* Requirement: Somewhere below is a line with "self.pos == 0" and, later, a line with "let key = MemoKey"; repeat those two lines and all the lines between them, exactly as they are.

* Record set:

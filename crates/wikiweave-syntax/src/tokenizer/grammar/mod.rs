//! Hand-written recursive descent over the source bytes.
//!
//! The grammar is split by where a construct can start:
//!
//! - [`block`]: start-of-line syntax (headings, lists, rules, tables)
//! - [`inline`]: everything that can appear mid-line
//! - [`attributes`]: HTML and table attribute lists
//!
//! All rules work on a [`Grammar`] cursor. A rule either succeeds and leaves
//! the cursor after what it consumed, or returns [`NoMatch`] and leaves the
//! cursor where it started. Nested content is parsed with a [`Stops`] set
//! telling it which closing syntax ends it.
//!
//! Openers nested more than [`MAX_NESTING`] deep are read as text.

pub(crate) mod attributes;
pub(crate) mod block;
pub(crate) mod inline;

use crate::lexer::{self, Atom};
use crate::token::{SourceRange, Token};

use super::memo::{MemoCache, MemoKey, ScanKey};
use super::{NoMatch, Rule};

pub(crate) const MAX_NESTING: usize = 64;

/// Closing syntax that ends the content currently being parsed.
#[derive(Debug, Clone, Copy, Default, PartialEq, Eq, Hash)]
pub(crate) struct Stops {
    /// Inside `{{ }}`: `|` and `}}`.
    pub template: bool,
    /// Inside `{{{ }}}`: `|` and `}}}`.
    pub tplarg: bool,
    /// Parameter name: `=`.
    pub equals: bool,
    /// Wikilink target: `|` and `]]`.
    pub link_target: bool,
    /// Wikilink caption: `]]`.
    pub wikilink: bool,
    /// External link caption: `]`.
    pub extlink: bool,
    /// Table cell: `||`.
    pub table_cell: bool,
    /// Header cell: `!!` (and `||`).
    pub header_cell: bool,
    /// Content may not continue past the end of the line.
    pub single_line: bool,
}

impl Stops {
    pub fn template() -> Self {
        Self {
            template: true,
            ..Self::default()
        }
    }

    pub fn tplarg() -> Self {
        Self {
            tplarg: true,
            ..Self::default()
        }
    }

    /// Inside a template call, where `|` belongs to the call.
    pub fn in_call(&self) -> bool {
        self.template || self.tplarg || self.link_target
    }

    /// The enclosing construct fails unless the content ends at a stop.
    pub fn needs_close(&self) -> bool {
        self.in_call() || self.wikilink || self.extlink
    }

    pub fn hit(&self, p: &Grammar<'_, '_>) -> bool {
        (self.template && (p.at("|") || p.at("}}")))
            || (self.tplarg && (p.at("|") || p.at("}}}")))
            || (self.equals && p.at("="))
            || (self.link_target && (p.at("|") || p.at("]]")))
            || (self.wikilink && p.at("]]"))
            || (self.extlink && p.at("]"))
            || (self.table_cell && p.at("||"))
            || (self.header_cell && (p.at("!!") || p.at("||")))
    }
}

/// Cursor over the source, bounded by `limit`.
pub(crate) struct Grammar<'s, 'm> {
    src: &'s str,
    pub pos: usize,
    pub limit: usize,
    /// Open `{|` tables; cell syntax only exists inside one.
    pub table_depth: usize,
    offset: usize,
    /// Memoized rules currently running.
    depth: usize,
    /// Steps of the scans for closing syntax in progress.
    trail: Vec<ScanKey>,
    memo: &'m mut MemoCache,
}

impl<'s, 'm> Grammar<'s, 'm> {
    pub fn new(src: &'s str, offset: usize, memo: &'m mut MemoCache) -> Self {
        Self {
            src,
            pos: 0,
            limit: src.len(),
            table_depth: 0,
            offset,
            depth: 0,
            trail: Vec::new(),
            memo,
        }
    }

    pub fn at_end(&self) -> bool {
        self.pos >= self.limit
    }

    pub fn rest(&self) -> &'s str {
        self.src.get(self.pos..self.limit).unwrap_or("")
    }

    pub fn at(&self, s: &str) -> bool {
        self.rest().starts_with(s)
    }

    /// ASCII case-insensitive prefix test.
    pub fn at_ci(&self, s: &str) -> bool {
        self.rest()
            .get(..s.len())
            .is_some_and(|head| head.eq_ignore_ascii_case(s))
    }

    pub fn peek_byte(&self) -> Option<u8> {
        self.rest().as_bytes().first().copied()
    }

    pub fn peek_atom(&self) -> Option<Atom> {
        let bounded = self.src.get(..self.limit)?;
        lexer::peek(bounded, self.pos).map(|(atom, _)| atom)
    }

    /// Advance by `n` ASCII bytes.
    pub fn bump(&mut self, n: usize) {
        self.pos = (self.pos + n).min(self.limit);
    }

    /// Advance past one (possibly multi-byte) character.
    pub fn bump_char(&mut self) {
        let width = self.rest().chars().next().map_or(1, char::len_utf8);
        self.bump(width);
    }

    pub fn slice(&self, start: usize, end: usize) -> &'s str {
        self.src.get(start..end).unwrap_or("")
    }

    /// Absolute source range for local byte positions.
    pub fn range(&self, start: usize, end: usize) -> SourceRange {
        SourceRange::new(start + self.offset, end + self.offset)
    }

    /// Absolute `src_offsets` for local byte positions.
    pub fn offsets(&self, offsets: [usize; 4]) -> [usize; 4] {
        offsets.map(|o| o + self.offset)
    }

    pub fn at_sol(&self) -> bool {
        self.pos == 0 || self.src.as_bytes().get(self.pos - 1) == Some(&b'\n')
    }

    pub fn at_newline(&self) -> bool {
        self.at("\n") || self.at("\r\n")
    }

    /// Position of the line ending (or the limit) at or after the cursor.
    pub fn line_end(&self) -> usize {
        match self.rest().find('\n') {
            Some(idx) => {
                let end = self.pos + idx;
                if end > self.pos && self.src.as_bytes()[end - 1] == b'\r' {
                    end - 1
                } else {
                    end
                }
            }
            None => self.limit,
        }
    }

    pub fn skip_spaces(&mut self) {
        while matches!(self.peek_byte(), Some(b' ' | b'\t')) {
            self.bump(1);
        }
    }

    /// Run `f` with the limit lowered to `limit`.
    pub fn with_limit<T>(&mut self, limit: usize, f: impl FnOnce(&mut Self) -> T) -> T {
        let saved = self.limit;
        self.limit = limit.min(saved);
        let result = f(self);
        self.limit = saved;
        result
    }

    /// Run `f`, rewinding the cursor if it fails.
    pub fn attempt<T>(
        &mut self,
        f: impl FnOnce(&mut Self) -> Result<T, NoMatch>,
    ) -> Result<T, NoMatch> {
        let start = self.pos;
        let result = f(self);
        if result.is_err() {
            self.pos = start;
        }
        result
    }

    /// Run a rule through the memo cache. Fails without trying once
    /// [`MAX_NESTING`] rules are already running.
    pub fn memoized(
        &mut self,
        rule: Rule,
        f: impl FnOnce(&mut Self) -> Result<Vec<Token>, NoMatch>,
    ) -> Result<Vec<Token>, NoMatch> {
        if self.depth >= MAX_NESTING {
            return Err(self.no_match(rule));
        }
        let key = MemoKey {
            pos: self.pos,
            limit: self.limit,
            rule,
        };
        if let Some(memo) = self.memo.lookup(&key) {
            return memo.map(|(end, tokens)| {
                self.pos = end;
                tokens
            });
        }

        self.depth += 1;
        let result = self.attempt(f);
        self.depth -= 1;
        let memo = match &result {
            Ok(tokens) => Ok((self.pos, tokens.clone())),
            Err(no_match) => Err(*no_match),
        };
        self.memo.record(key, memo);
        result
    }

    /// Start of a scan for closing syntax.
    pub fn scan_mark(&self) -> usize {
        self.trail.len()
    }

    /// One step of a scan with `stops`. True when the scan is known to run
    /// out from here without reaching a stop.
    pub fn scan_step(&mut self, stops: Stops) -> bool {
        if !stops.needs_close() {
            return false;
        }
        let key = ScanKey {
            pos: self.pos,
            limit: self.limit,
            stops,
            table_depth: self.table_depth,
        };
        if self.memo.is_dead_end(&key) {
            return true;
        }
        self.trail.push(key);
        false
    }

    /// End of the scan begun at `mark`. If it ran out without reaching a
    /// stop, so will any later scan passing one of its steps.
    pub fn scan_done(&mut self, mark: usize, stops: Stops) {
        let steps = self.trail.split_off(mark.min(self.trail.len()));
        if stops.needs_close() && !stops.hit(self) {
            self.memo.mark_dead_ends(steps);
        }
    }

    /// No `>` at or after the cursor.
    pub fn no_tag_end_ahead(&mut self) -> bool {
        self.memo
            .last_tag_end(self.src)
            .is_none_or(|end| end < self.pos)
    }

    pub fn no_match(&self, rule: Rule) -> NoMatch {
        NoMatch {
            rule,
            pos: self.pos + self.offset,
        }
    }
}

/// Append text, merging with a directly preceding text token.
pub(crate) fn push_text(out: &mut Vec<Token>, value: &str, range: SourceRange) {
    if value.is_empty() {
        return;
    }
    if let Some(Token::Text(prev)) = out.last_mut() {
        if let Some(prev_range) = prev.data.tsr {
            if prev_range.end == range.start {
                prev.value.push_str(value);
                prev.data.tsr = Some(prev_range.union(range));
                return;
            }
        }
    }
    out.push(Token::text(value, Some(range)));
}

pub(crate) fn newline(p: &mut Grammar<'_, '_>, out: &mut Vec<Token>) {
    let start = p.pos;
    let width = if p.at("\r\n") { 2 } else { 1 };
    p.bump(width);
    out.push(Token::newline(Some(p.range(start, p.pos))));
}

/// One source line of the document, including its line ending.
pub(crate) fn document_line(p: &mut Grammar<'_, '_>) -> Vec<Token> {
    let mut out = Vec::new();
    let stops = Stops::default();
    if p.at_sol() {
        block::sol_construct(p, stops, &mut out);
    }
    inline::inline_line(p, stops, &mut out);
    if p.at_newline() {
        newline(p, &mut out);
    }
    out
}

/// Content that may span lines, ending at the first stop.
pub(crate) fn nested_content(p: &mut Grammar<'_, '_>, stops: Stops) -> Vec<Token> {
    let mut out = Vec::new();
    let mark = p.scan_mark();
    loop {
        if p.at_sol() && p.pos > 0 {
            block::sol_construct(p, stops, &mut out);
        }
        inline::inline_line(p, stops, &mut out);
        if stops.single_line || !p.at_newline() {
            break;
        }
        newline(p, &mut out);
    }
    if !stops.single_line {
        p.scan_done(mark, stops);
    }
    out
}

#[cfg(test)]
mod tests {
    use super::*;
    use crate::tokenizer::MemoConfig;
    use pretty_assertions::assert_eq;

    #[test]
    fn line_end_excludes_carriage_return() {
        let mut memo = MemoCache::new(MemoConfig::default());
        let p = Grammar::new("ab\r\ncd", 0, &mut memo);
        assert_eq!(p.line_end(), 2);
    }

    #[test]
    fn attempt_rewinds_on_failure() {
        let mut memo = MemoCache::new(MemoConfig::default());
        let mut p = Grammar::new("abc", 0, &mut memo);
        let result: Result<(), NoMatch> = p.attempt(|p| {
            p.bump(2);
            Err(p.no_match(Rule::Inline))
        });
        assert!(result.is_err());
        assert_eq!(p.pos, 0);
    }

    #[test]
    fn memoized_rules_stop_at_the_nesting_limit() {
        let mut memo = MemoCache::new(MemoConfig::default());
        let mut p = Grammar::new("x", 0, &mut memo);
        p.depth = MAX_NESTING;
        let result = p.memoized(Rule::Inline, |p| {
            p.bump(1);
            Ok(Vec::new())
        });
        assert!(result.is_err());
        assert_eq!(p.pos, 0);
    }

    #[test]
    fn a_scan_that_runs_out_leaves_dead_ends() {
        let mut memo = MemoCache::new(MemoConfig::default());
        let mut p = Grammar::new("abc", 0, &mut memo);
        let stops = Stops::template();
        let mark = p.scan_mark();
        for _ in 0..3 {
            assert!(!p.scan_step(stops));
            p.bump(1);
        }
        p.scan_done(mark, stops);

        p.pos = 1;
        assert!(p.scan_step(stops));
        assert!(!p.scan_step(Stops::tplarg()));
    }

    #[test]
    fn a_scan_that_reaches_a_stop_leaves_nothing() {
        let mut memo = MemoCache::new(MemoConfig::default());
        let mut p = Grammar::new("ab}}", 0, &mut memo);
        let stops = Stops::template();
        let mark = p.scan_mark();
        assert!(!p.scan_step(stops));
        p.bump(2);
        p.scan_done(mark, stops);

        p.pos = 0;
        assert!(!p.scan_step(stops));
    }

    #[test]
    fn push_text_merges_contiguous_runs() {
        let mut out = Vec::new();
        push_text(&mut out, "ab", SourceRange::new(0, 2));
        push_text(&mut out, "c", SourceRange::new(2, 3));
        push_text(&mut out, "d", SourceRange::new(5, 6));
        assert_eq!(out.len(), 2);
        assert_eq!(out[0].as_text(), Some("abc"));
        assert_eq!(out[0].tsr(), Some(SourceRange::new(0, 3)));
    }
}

* Solution for this problem:
        self.pos == 0 || self.src.as_bytes().get(self.pos - 1) == Some(&b'\n')
    }

    pub fn at_newline(&self) -> bool {
        self.at("\n") || self.at("\r\n")
    }

    /// Position of the line ending (or the limit) at or after the cursor.
    pub fn line_end(&self) -> usize {
        match self.rest().find('\n') {
            Some(idx) => {
                let end = self.pos + idx;
                if end > self.pos && self.src.as_bytes()[end - 1] == b'\r' {
                    end - 1
                } else {
                    end
                }
            }
            None => self.limit,
        }
    }

    pub fn skip_spaces(&mut self) {
        while matches!(self.peek_byte(), Some(b' ' | b'\t')) {
            self.bump(1);
        }
    }

    /// Run `f` with the limit lowered to `limit`.
    pub fn with_limit<T>(&mut self, limit: usize, f: impl FnOnce(&mut Self) -> T) -> T {
        let saved = self.limit;
        self.limit = limit.min(saved);
        let result = f(self);
        self.limit = saved;
        result
    }

    /// Run `f`, rewinding the cursor if it fails.
    pub fn attempt<T>(
        &mut self,
        f: impl FnOnce(&mut Self) -> Result<T, NoMatch>,
    ) -> Result<T, NoMatch> {
        let start = self.pos;
        let result = f(self);
        if result.is_err() {
            self.pos = start;
        }
        result
    }

    /// Run a rule through the memo cache. Fails without trying once
    /// [`MAX_NESTING`] rules are already running.
    pub fn memoized(
        &mut self,
        rule: Rule,
        f: impl FnOnce(&mut Self) -> Result<Vec<Token>, NoMatch>,
    ) -> Result<Vec<Token>, NoMatch> {
        if self.depth >= MAX_NESTING {
            return Err(self.no_match(rule));
        }
        let key = MemoKey {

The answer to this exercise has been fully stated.